• Exercise details
Report the count of lines in the listing below that include the string "AnyInfo", with no other text.
╭─ Source data
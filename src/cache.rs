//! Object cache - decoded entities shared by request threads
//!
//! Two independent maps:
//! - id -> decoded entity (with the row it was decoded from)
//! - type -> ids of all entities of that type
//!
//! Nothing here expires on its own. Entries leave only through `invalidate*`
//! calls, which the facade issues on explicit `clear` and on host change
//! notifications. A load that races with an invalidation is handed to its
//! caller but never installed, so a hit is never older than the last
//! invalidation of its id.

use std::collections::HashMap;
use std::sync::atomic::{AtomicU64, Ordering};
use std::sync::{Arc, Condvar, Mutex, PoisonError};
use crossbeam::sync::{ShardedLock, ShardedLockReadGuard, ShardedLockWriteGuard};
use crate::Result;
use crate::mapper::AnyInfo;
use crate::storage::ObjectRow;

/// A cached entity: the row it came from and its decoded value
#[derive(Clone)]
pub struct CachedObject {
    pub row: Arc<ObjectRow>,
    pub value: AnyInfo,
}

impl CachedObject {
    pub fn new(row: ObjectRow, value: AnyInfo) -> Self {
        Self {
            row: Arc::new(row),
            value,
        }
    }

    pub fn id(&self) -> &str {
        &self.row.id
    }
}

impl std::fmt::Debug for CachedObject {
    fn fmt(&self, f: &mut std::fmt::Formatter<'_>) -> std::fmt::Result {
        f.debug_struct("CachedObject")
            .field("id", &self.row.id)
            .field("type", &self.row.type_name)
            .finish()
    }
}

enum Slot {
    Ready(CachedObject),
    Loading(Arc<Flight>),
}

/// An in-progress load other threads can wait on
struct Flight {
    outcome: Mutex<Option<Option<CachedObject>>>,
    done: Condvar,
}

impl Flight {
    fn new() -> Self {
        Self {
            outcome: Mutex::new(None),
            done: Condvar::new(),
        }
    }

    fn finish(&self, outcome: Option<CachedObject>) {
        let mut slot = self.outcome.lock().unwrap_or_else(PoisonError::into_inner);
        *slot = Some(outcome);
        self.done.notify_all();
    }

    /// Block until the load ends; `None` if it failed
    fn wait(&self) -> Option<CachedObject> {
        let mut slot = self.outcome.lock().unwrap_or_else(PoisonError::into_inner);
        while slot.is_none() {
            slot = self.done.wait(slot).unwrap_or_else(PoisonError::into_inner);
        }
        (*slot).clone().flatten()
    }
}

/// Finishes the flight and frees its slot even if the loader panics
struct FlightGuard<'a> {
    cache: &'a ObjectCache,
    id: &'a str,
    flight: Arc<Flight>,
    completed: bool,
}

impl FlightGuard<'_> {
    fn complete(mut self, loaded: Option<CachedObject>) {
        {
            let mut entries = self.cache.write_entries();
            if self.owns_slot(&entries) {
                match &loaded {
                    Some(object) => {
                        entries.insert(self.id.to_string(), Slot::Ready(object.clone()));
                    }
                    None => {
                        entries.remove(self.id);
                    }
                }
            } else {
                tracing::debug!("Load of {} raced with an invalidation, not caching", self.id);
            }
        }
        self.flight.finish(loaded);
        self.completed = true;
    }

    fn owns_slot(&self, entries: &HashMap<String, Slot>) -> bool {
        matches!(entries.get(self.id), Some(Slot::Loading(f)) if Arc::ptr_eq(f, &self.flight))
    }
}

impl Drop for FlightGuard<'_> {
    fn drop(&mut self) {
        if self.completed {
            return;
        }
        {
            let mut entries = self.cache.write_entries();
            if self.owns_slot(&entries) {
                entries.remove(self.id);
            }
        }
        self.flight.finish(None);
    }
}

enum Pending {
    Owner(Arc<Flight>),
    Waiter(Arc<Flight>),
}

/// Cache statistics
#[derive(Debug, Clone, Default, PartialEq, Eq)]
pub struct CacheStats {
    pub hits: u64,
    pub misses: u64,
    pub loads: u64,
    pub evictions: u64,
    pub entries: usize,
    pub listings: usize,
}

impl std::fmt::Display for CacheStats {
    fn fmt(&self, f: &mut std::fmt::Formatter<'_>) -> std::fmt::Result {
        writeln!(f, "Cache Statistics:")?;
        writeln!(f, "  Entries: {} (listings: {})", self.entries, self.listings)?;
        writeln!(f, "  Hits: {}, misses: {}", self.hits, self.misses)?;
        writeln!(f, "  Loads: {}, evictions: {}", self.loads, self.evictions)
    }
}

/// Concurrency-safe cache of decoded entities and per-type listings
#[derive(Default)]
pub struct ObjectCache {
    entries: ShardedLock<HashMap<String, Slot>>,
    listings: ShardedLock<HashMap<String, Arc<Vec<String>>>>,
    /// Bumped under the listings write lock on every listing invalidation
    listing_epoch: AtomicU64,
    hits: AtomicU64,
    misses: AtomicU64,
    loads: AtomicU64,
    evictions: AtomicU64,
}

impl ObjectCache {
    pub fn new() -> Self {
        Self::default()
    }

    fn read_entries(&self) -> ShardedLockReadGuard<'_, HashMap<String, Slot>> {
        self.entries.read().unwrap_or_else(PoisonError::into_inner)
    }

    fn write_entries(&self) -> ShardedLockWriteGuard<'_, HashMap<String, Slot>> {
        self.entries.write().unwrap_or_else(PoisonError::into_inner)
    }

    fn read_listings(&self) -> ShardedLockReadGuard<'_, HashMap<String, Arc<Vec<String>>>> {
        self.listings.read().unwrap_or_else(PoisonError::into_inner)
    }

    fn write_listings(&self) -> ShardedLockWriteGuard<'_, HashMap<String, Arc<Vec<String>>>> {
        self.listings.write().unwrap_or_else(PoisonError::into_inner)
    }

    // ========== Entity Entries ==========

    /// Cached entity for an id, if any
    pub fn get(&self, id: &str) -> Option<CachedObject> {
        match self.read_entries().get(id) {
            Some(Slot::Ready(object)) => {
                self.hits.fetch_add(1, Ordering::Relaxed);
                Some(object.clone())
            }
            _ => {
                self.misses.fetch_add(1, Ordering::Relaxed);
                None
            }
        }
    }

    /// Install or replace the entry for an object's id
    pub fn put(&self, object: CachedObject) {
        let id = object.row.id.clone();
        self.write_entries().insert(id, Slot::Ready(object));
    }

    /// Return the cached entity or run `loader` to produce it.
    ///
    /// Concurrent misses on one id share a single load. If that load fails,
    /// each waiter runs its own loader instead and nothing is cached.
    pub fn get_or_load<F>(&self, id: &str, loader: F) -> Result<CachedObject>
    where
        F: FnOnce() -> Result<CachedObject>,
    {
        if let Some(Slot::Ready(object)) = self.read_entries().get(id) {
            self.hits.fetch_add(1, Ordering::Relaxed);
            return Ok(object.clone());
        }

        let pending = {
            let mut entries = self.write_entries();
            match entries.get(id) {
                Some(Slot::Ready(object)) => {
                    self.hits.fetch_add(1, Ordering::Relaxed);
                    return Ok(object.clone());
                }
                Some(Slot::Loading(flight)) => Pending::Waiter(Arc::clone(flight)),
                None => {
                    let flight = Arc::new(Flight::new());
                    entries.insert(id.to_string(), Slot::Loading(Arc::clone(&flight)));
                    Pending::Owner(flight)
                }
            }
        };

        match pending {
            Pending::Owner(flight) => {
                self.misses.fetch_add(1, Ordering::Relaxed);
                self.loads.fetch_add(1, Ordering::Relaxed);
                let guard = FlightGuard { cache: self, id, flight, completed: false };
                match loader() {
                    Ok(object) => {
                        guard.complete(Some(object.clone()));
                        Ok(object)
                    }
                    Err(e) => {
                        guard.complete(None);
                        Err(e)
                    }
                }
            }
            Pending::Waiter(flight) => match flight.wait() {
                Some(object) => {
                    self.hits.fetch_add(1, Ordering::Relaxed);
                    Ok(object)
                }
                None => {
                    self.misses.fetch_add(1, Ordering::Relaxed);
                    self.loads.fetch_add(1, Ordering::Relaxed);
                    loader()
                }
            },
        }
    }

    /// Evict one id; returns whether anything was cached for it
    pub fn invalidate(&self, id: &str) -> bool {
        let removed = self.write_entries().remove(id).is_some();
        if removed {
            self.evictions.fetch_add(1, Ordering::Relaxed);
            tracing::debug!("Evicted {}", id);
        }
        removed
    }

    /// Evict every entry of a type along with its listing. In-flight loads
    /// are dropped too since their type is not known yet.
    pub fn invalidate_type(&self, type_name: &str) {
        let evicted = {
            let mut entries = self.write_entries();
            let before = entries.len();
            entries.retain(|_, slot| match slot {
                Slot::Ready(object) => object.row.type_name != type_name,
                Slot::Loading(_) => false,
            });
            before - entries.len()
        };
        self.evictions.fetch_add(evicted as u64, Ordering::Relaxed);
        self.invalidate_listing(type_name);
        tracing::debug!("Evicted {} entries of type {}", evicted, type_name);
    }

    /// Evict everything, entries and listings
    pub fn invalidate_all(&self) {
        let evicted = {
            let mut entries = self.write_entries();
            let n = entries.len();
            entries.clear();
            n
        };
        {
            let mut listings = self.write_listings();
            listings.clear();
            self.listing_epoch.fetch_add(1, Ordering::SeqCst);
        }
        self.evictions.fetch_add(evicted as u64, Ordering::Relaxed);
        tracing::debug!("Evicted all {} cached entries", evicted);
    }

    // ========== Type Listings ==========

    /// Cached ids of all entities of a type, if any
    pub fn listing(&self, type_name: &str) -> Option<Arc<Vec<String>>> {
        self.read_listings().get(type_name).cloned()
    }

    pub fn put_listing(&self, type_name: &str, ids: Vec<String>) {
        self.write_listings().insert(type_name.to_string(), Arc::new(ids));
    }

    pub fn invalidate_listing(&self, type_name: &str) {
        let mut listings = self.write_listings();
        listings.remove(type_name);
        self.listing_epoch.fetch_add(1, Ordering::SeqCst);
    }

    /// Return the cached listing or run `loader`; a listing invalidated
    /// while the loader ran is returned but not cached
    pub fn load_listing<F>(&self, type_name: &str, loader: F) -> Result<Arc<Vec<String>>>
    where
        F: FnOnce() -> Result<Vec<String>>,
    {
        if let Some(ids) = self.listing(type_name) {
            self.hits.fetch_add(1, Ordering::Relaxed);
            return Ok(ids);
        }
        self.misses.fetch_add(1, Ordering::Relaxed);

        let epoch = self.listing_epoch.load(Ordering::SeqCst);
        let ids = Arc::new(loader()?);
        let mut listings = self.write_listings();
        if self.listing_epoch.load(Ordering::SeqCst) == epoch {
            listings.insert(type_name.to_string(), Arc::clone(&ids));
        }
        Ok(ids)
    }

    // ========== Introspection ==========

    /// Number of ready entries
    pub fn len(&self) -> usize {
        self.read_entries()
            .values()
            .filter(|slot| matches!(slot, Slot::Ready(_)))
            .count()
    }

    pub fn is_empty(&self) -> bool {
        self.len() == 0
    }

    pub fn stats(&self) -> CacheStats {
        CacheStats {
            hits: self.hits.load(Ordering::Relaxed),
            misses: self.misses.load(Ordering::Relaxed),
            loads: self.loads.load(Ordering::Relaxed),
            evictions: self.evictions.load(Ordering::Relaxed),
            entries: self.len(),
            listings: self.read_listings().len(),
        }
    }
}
╰─
╭─ Source data
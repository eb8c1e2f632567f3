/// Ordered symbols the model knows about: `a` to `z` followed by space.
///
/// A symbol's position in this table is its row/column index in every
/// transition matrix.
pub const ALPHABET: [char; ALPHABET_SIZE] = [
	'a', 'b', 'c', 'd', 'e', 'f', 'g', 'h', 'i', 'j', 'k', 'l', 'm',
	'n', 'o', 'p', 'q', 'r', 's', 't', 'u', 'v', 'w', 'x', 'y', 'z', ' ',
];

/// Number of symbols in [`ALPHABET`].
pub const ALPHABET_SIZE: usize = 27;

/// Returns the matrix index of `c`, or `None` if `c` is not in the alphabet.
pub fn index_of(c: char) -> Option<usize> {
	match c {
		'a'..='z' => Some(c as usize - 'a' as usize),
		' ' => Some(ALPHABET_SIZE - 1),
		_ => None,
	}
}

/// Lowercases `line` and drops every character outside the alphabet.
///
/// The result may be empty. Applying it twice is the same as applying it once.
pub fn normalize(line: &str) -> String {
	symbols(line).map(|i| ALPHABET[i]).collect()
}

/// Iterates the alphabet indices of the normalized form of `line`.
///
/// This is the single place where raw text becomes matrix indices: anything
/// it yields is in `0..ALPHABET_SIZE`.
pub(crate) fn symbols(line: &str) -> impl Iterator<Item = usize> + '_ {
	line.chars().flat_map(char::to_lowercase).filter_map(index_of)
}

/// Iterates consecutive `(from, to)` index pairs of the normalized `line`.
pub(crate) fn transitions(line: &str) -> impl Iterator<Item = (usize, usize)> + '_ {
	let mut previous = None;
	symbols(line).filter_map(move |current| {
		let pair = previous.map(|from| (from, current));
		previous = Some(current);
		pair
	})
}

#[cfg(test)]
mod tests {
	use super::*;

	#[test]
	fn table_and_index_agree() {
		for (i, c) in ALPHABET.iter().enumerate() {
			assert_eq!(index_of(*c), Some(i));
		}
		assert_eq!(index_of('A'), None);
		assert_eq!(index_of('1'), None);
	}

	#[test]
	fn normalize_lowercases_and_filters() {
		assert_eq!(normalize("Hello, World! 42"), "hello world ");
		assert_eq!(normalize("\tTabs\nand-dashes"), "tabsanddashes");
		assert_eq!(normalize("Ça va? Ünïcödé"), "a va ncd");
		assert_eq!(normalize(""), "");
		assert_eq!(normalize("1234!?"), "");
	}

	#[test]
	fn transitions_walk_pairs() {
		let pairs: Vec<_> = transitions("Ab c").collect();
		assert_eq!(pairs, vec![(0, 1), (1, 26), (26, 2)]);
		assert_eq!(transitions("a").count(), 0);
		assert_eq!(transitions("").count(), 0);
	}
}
╰─
• Response to this task
3